Winesburg, Ohio is a portrait of regional life based on the author’s experience growing up in the 1880s. Anderson captures the fleeting small-town of those years and pins it to the page like a lepidopterist. When I read the book again to prepare for this introduction, I found it as resonant and poetic as I did in my twenties, when I devoured it in one sitting riding the rails from Chicago to New York, a journey the author made countless times. Almost three decades on, I wonder afresh why Anderson is not better known. At his best, he is one of the best. Hemingway admired him, and so did Faulkner and Thomas Wolfe, though all his disciples deserted him in the end. He would have appreciated the irony, as his masterpiece (alright: a minor one) is an elegy to thwarted expectation.

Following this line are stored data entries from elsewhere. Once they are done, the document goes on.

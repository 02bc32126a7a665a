// murmuration/src/pipeline.rs
//
// One batch detection run over a fixed input snapshot.
//
//   ┌ graph build ─┐              (spawn_blocking, concurrent)
//   └ bursts ──────┘
//          │ join
//   score chunks 0..n             (spawn_blocking per chunk)
//          │ barrier: every chunk awaited
//   campaign aggregation → calibration → flagging
//
// No I/O happens here. Model, previous threshold and labels are supplied by
// the caller; persisting the new threshold is the caller's decision too.

use std::collections::{BTreeMap, BTreeSet};
use std::sync::Arc;

use chrono::{DateTime, Utc};
use serde::{Deserialize, Serialize};
use sha2::{Digest, Sha256};
use tracing::{debug, info};

use crate::burst::{BurstReport, TemporalBurstDetector};
use crate::calibrate::{flag, CalibrationOutcome, CalibrationReport, ThresholdCalibrator};
use crate::campaign::CampaignAggregator;
use crate::context::RunContext;
use crate::error::{DetectError, DiagnosticReport};
use crate::events::{
    Account, AccountId, AnomalyScore, CampaignCluster, FeatureVector, InteractionRecord, LabeledRecord, Post,
    Threshold,
};
use crate::graph::build::admissible;
use crate::graph::{Graph, GraphStats, InteractionGraph};
use crate::scoring::AnomalyScorer;

const RULE_BASED_VERSION: &str = "rule-based";

/// Everything a run consumes, fetched before the run starts.
#[derive(Debug, Clone, Default, Serialize, Deserialize, PartialEq)]
pub struct RunInput {
    #[serde(default)]
    pub accounts: Vec<Account>,
    #[serde(default)]
    pub posts: Vec<Post>,
    #[serde(default)]
    pub interactions: Vec<InteractionRecord>,
    #[serde(default)]
    pub features: Vec<FeatureVector>,
    #[serde(default)]
    pub labels: Vec<LabeledRecord>,
}

impl RunInput {
    pub fn is_empty(&self) -> bool {
        self.accounts.is_empty() && self.posts.is_empty() && self.interactions.is_empty() && self.features.is_empty()
    }

    /// Order-insensitive digest: each section's items are hashed in sorted
    /// serialized form.
    pub fn digest(&self) -> String {
        fn section<T: Serialize>(h: &mut Sha256, name: &str, items: &[T]) {
            let mut encoded: Vec<String> =
                items.iter().map(|i| serde_json::to_string(i).unwrap_or_default()).collect();
            encoded.sort();
            h.update(name.as_bytes());
            h.update((encoded.len() as u64).to_le_bytes());
            for e in encoded {
                h.update((e.len() as u64).to_le_bytes());
                h.update(e.as_bytes());
            }
        }
        let mut h = Sha256::new();
        section(&mut h, "accounts", &self.accounts);
        section(&mut h, "posts", &self.posts);
        section(&mut h, "interactions", &self.interactions);
        section(&mut h, "features", &self.features);
        section(&mut h, "labels", &self.labels);
        hex::encode(h.finalize())
    }

    fn known_accounts(&self) -> BTreeSet<AccountId> {
        self.accounts.iter().map(|a| a.id.clone()).collect()
    }
}

#[derive(Debug, Clone, Serialize, Deserialize, PartialEq)]
pub struct RunOutput {
    pub run_id: String,
    pub seed: u64,
    pub config_fingerprint: String,
    pub model_version: String,
    pub graph: GraphStats,
    /// Sorted by account id.
    pub scores: Vec<AnomalyScore>,
    pub clusters: Vec<CampaignCluster>,
    /// Threshold in force after this run: freshly calibrated or carried over.
    pub threshold: Option<Threshold>,
    /// True when `threshold` was produced by this run and should be persisted.
    pub recalibrated: bool,
    pub calibration: Option<CalibrationReport>,
    pub flagged: Vec<AccountId>,
    pub diagnostics: DiagnosticReport,
}

pub async fn run(
    mut ctx: RunContext,
    input: Arc<RunInput>,
    scorer: AnomalyScorer,
    previous: Option<Threshold>,
) -> Result<RunOutput, DetectError> {
    ctx.config.validate()?;
    if input.is_empty() {
        return Err(DetectError::EmptyInput(
            "no accounts, posts, interactions or feature vectors".into(),
        ));
    }
    ctx.bind_input(&input.digest());
    info!(
        run_id = %ctx.run_id,
        seed = ctx.seed,
        accounts = input.accounts.len(),
        interactions = input.interactions.len(),
        features = input.features.len(),
        labels = input.labels.len(),
        "detection run started"
    );

    // ── graph + bursts, concurrently ──
    let known = input.known_accounts();
    let events = Arc::new(activity_by_account(&input, &known));

    let graph_task = {
        let (ctx, input, known) = (ctx.clone(), Arc::clone(&input), known.clone());
        tokio::task::spawn_blocking(move || {
            if known.is_empty() {
                InteractionGraph::from_records(&ctx, &input.interactions)
            } else {
                InteractionGraph::build(&ctx, &input.interactions, &known)
            }
        })
    };
    let burst_task = {
        let (ctx, events) = (ctx.clone(), Arc::clone(&events));
        tokio::task::spawn_blocking(move || TemporalBurstDetector::detect(&ctx, &events))
    };
    let (graph, bursts) = tokio::join!(graph_task, burst_task);
    let graph = Arc::new(joined(graph)??);
    let bursts = Arc::new(joined(bursts)??);

    // ── per-account scoring ──
    let features: Arc<BTreeMap<AccountId, FeatureVector>> =
        Arc::new(input.features.iter().map(|f| (f.entity_id.clone(), f.clone())).collect());
    let universe = scoring_universe(&input, &known, &graph, &events);
    scorer.announce(&ctx);
    let scores = score_all(&ctx, &scorer, universe, &graph, &bursts, &features).await?;

    // ── barrier passed: global steps ──
    let clusters = {
        let (ctx, graph, bursts, scores) = (ctx.clone(), Arc::clone(&graph), Arc::clone(&bursts), Arc::clone(&scores));
        joined(
            tokio::task::spawn_blocking(move || CampaignAggregator::aggregate(&ctx, &graph, &bursts, &scores)).await,
        )??
    };

    let model_version = scorer.model_version().unwrap_or(RULE_BASED_VERSION).to_string();
    let (threshold, calibration, recalibrated) = if input.labels.is_empty() {
        debug!(run_id = %ctx.run_id, "no labels supplied, calibration skipped");
        (previous, None, false)
    } else {
        match ThresholdCalibrator::calibrate(&ctx, &input.labels, &scores, &model_version, previous.as_ref())? {
            CalibrationOutcome::Calibrated(report) => (Some(report.threshold.clone()), Some(report), true),
            CalibrationOutcome::Retained { previous, .. } => (previous, None, false),
        }
    };

    let flagged: Vec<AccountId> = threshold
        .as_ref()
        .map(|t| flag(&scores, t).into_iter().collect())
        .unwrap_or_default();

    let diagnostics = ctx.diagnostics.report();
    info!(
        run_id = %ctx.run_id,
        scored = scores.len(),
        undefined = scores.values().filter(|s| s.value().is_none()).count(),
        clusters = clusters.len(),
        flagged = flagged.len(),
        cutoff = ?threshold.as_ref().map(|t| t.cutoff),
        diagnostics = diagnostics.counts.values().sum::<u64>(),
        "detection run finished"
    );

    Ok(RunOutput {
        run_id: ctx.run_id.clone(),
        seed: ctx.seed,
        config_fingerprint: ctx.config.fingerprint(),
        model_version,
        graph: graph.stats().clone(),
        scores: scores.values().cloned().collect(),
        clusters,
        threshold,
        recalibrated,
        calibration,
        flagged,
        diagnostics,
    })
}

fn joined<T>(res: Result<T, tokio::task::JoinError>) -> Result<T, DetectError> {
    res.map_err(|e| DetectError::Worker(e.to_string()))
}

/// Activity timestamps per account: posts plus interactions the account
/// initiated. Interactions the graph builder would reject or drop never count.
fn activity_by_account(input: &RunInput, known: &BTreeSet<AccountId>) -> BTreeMap<AccountId, Vec<DateTime<Utc>>> {
    let mut out: BTreeMap<AccountId, Vec<DateTime<Utc>>> =
        known.iter().map(|id| (id.clone(), Vec::new())).collect();
    let admit = |id: &str| known.is_empty() || known.contains(id);
    let endpoints = (!known.is_empty()).then_some(known);

    let mut skipped = 0usize;
    for p in &input.posts {
        if admit(p.account_id.as_str()) {
            out.entry(p.account_id.clone()).or_default().push(p.timestamp);
        } else {
            skipped += 1;
        }
    }
    for r in &input.interactions {
        if admissible(r, endpoints) {
            out.entry(r.source.clone()).or_default().push(r.timestamp);
        }
    }
    if skipped > 0 {
        debug!(skipped, "posts by unknown accounts ignored");
    }
    for stamps in out.values_mut() {
        stamps.sort_unstable();
    }
    out
}

fn scoring_universe(
    input: &RunInput,
    known: &BTreeSet<AccountId>,
    graph: &Graph,
    events: &BTreeMap<AccountId, Vec<DateTime<Utc>>>,
) -> Vec<AccountId> {
    if !known.is_empty() {
        return known.iter().cloned().collect();
    }
    let mut ids: BTreeSet<AccountId> = graph.nodes().map(str::to_string).collect();
    ids.extend(input.features.iter().map(|f| f.entity_id.clone()));
    ids.extend(events.keys().cloned());
    ids.into_iter().collect()
}

async fn score_all(
    ctx: &RunContext,
    scorer: &AnomalyScorer,
    ids: Vec<AccountId>,
    graph: &Arc<Graph>,
    bursts: &Arc<BurstReport>,
    features: &Arc<BTreeMap<AccountId, FeatureVector>>,
) -> Result<Arc<BTreeMap<AccountId, AnomalyScore>>, DetectError> {
    let chunk_size = ctx.config.scorer.chunk_size.max(1);
    let mut handles = Vec::new();
    for chunk in ids.chunks(chunk_size) {
        let chunk = chunk.to_vec();
        let (ctx, scorer) = (ctx.clone(), scorer.clone());
        let (graph, bursts, features) = (Arc::clone(graph), Arc::clone(bursts), Arc::clone(features));
        handles.push(tokio::task::spawn_blocking(move || -> Result<Vec<AnomalyScore>, DetectError> {
            ctx.cancel.check("scoring")?;
            Ok(chunk
                .iter()
                .map(|id| {
                    let structural = graph.structural_context(id);
                    let burst = bursts.context(id);
                    scorer.score(&ctx, id, features.get(id), structural.as_ref(), burst.as_ref())
                })
                .collect())
        }));
    }

    let mut scores = BTreeMap::new();
    for h in handles {
        for s in joined(h.await)?? {
            scores.insert(s.entity_id.clone(), s);
        }
    }
    Ok(Arc::new(scores))
}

Anderson’s characters include the lamplighter, the night watchman at the Paris Dry Goods Company, the tired-out hotelier’s wife: all from Winesburg. News from the state capital Columbus never intrudes on the action, let alone from Washington, DC or the wider world. By including a map at the start of his book, Anderson encourages readers to familiarise themselves with the hugger-mugger layout of his Midwest settlement, and he begins many of the twenty-two tales by precisely locating the protagonist’s house. As the seasons unfurl, the author conjures tin roofs baking in summer sun, a team of horses stamping in the snow, and fragrant wagons at berry-picking time under a June moon when a storm threatens in the west and silhouetted day labourers pitch boxes into express cars. Each tale is self-contained, but characters recur, and the background remains the same: Winesburg, and the black earth of the Midwest.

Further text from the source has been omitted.